WHAT THE TASK ASKS: Scan the data for "joined" and copy the lines it appears in.

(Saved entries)
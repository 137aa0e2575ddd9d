//! End-to-end behaviour of the ranking dispatcher through its public handle.

use std::collections::BTreeSet;
use std::sync::Arc;
use std::time::Duration;

use anyhow::Result;
use async_trait::async_trait;
use futures::future::join_all;
use leaderboard_ranking::{
    config::EngineConfig,
    dispatcher::{self, DispatcherHandle, ScoreEvent},
    error::RankingError,
    groups::Cleared,
    loader::{SourceOfRecord, StaticSource},
    model::{AggregatedRow, Entry, LeaderboardKey, RankingRow, ScoreRange, Window},
    query::RankingQuery,
    store::{MemoryStore, ScoreStore},
};
use tokio::task::JoinHandle;

struct Harness {
    store: Arc<MemoryStore>,
    handle: DispatcherHandle,
    task: JoinHandle<Result<(), RankingError>>,
}

impl Harness {
    fn spawn(rows: Vec<AggregatedRow>) -> Self {
        Self::spawn_with(Arc::new(StaticSource::new(rows)), EngineConfig::default())
    }

    fn spawn_with(source: Arc<dyn SourceOfRecord>, config: EngineConfig) -> Self {
        let store = Arc::new(MemoryStore::new());
        let (handle, task) = dispatcher::spawn(store.clone(), source, config);
        Self {
            store,
            handle,
            task,
        }
    }

    async fn record(&self, member: &str, category: &str, amount: f64) -> Result<f64> {
        let event = ScoreEvent::new(member, category, amount)?;
        Ok(self.handle.record_event(event).await?)
    }

    async fn ranking(
        &self,
        member: &str,
        category: &str,
        for_server: bool,
    ) -> Result<Vec<RankingRow>> {
        Ok(self
            .handle
            .query_ranking(RankingQuery {
                member: member.to_string(),
                category: category.to_string(),
                scope: None,
                for_server,
            })
            .await?)
    }

    async fn shutdown(self) -> Result<()> {
        self.handle.shutdown()?;
        self.task.await??;
        Ok(())
    }
}

fn row(member: &str, category: &str, amount: f64) -> AggregatedRow {
    AggregatedRow {
        member: member.to_string(),
        category: category.to_string(),
        amount,
    }
}

fn event_key(category: &str) -> LeaderboardKey {
    LeaderboardKey::compose(category, "ScoreKey")
}

#[tokio::test]
async fn increments_accumulate_into_one_entry() -> Result<()> {
    let harness = Harness::spawn(Vec::new());

    assert_eq!(harness.record("u1", "wins", 10.0).await?, 10.0);
    assert_eq!(harness.record("u1", "wins", 5.0).await?, 15.0);

    assert_eq!(harness.store.get_score(&event_key("wins"), "u1").await?, Some(15.0));
    let rows = harness.ranking("u1", "wins", false).await?;
    assert_eq!(
        rows,
        vec![RankingRow::new("u1", 1, 15.0), RankingRow::new("u1", 1, 15.0)]
    );

    harness.shutdown().await
}

#[tokio::test]
async fn record_then_query_sees_the_write_first() -> Result<()> {
    let harness = Harness::spawn(vec![row("u1", "wins", 20.0), row("u3", "wins", 1.0)]);
    harness.handle.rebuild().await?;

    harness.record("u2", "wins", 3.0).await?;
    let rows = harness.ranking("u2", "wins", false).await?;

    assert_eq!(rows[0], RankingRow::new("u2", 2, 3.0));
    assert_eq!(
        &rows[1..],
        &[
            RankingRow::new("u1", 1, 20.0),
            RankingRow::new("u2", 2, 3.0),
            RankingRow::new("u3", 3, 1.0),
        ]
    );

    harness.shutdown().await
}

#[tokio::test(flavor = "multi_thread", worker_threads = 4)]
async fn concurrent_callers_never_lose_increments() -> Result<()> {
    let harness = Harness::spawn(Vec::new());

    let writers = (0..8).map(|writer| {
        let handle = harness.handle.clone();
        tokio::spawn(async move {
            for step in 0..25 {
                let amount = f64::from((writer + step) % 5 + 1);
                let event = ScoreEvent::new("u1", "wins", amount).expect("valid event");
                handle.record_event(event).await.expect("increment");
            }
        })
    });
    for joined in join_all(writers).await {
        joined?;
    }

    let expected: f64 = (0..8)
        .flat_map(|writer| (0..25).map(move |step| f64::from((writer + step) % 5 + 1)))
        .sum();
    assert_eq!(harness.store.get_score(&event_key("wins"), "u1").await?, Some(expected));

    harness.shutdown().await
}

#[tokio::test]
async fn server_requests_cover_the_whole_board_in_order() -> Result<()> {
    let rows: Vec<_> = (1..=150)
        .map(|n| row(&format!("m{n:03}"), "wins", f64::from(n % 40)))
        .collect();
    let harness = Harness::spawn(rows);
    harness.handle.rebuild().await?;

    let board = harness.ranking("", "wins", true).await?;
    let positive: BTreeSet<_> = (1..=150)
        .filter(|n| n % 40 >= 1)
        .map(|n| format!("m{n:03}"))
        .collect();
    let returned: BTreeSet<_> = board.iter().map(|row| row.uid.clone()).collect();
    assert!(positive.is_subset(&returned));

    for (index, pair) in board.windows(2).enumerate() {
        assert!(pair[0].point >= pair[1].point, "scores must not increase");
        assert_eq!(pair[0].rank, index as i64 + 1);
    }
    assert_eq!(board.last().map(|row| row.rank), Some(board.len() as i64));

    let page = harness.ranking("m001", "wins", false).await?;
    assert_eq!(page.len(), 1 + 100);
    assert!(page[1..].iter().all(|row| row.point >= 1));

    harness.shutdown().await
}

#[tokio::test]
async fn unranked_requesters_report_sentinel_values() -> Result<()> {
    let harness = Harness::spawn(Vec::new());
    harness.record("u1", "wins", 4.0).await?;
    harness.record("u2", "wins", 2.0).await?;
    harness.record("u2", "wins", -2.0).await?;

    for member in ["u2", "nobody"] {
        let rows = harness.ranking(member, "wins", false).await?;
        assert_eq!(rows[0], RankingRow::new(member, -1, 0.0));
        assert_eq!(&rows[1..], &[RankingRow::new("u1", 1, 4.0)]);
    }

    harness.shutdown().await
}

#[tokio::test]
async fn clearing_a_group_empties_every_registered_board() -> Result<()> {
    let harness = Harness::spawn(Vec::new());
    harness.record("u1", "wins", 4.0).await?;
    harness.record("u1", "kills", 9.0).await?;
    let world = ScoreEvent::new("u1", "wins", 30.0)?;
    harness.handle.record_world_event(world).await?;

    let cleared = harness.handle.clear_by_key("ScoreKey").await?;
    assert_eq!(cleared, Cleared::Group { leaderboards: 2 });

    for category in ["wins", "kills"] {
        let rows = harness.ranking("u1", category, false).await?;
        assert_eq!(rows, vec![RankingRow::new("u1", -1, 0.0)]);
    }

    let world_rows = harness
        .handle
        .query_ranking(RankingQuery {
            member: "u1".into(),
            category: "wins".into(),
            scope: Some("WorldRanking".into()),
            for_server: true,
        })
        .await?;
    assert_eq!(world_rows, vec![RankingRow::new("u1", 1, 30.0)]);

    harness.shutdown().await
}

#[tokio::test]
async fn clearing_a_plain_key_deletes_only_that_board() -> Result<()> {
    let harness = Harness::spawn(Vec::new());
    harness.record("u1", "wins", 4.0).await?;
    harness.record("u1", "kills", 9.0).await?;

    let cleared = harness.handle.clear_by_key("wins|ScoreKey").await?;
    assert_eq!(cleared, Cleared::Key { deleted: 1 });
    assert_eq!(harness.store.get_score(&event_key("wins"), "u1").await?, None);
    assert_eq!(harness.store.get_score(&event_key("kills"), "u1").await?, Some(9.0));

    harness.shutdown().await
}

#[tokio::test]
async fn rebuild_is_idempotent_for_the_same_snapshot() -> Result<()> {
    let harness = Harness::spawn(vec![
        row("u1", "wins", 12.0),
        row("u2", "wins", 7.0),
        row("u2", "kills", 3.0),
    ]);

    let first = harness.handle.rebuild().await?;
    harness.record("u9", "wins", 50.0).await?;
    let second = harness.handle.rebuild().await?;
    assert_eq!(first.rows, second.rows);
    assert_eq!(second.cleared, 2);

    let board = harness
        .store
        .range_descending(&event_key("wins"), ScoreRange::NON_NEGATIVE, Window::Unlimited)
        .await?;
    assert_eq!(board, vec![Entry::new("u1", 12.0), Entry::new("u2", 7.0)]);

    harness.shutdown().await
}

struct FailingSource;

#[async_trait]
impl SourceOfRecord for FailingSource {
    async fn fetch_aggregates(&self) -> Result<Vec<AggregatedRow>, RankingError> {
        Err(RankingError::StartupLoad("database unreachable".into()))
    }
}

#[tokio::test]
async fn failed_rebuild_stops_the_dispatcher() -> Result<()> {
    let harness = Harness::spawn_with(Arc::new(FailingSource), EngineConfig::default());

    let err = harness.handle.rebuild().await.unwrap_err();
    assert!(matches!(err, RankingError::StartupLoad(_)));

    let stopped = harness.task.await?;
    assert!(matches!(stopped, Err(RankingError::StartupLoad(_))));

    let event = ScoreEvent::new("u1", "wins", 1.0)?;
    assert_eq!(
        harness.handle.record_event(event).await,
        Err(RankingError::DispatcherClosed)
    );
    Ok(())
}

#[tokio::test]
async fn failed_background_initialize_stops_the_dispatcher() -> Result<()> {
    let harness = Harness::spawn_with(Arc::new(FailingSource), EngineConfig::default());
    harness.handle.initialize()?;

    let queued = harness.ranking("u1", "wins", false).await;
    let err = queued.unwrap_err().downcast::<RankingError>()?;
    assert_eq!(err, RankingError::DispatcherClosed);

    let stopped = harness.task.await?;
    assert!(matches!(stopped, Err(RankingError::StartupLoad(_))));
    Ok(())
}

#[tokio::test]
async fn fire_and_forget_initialize_is_ordered_before_later_queries() -> Result<()> {
    let harness = Harness::spawn(vec![row("u1", "wins", 8.0)]);
    harness.handle.initialize()?;

    let rows = harness.ranking("u1", "wins", false).await?;
    assert_eq!(rows[0], RankingRow::new("u1", 1, 8.0));

    harness.shutdown().await
}

/// Store whose reads hang forever while writes go to memory.
struct HangingReads {
    inner: MemoryStore,
}

#[async_trait]
impl ScoreStore for HangingReads {
    async fn increment_score(
        &self,
        key: &LeaderboardKey,
        member: &str,
        delta: f64,
    ) -> Result<f64, RankingError> {
        self.inner.increment_score(key, member, delta).await
    }
    async fn set_score(
        &self,
        key: &LeaderboardKey,
        member: &str,
        score: f64,
    ) -> Result<(), RankingError> {
        self.inner.set_score(key, member, score).await
    }
    async fn delete_key(&self, key: &str) -> Result<u64, RankingError> {
        self.inner.delete_key(key).await
    }
    async fn get_score(&self, _: &LeaderboardKey, _: &str) -> Result<Option<f64>, RankingError> {
        std::future::pending().await
    }
    async fn get_rank(&self, _: &LeaderboardKey, _: &str) -> Result<Option<u64>, RankingError> {
        std::future::pending().await
    }
    async fn range_descending(
        &self,
        _: &LeaderboardKey,
        _: ScoreRange,
        _: Window,
    ) -> Result<Vec<Entry>, RankingError> {
        std::future::pending().await
    }
    async fn add_to_group(&self, group: &str, member: &str) -> Result<(), RankingError> {
        self.inner.add_to_group(group, member).await
    }
    async fn group_members(&self, group: &str) -> Result<BTreeSet<String>, RankingError> {
        self.inner.group_members(group).await
    }
}

#[tokio::test]
async fn stalled_store_calls_become_failures_and_the_loop_keeps_going() -> Result<()> {
    let store = Arc::new(HangingReads {
        inner: MemoryStore::new(),
    });
    let config = EngineConfig {
        store_timeout: Duration::from_millis(50),
        ..EngineConfig::default()
    };
    let (handle, task) = dispatcher::spawn(store, Arc::new(StaticSource::empty()), config);

    let query = RankingQuery {
        member: "u1".into(),
        category: "wins".into(),
        scope: None,
        for_server: false,
    };
    assert_eq!(
        handle.query_ranking(query).await,
        Err(RankingError::StoreTimeout(Duration::from_millis(50)))
    );

    let event = ScoreEvent::new("u1", "wins", 2.0)?;
    assert_eq!(handle.record_event(event).await, Ok(2.0));

    handle.shutdown()?;
    task.await??;
    Ok(())
}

WRITTEN REPLY:
    for joined in join_all(writers).await {
        joined?;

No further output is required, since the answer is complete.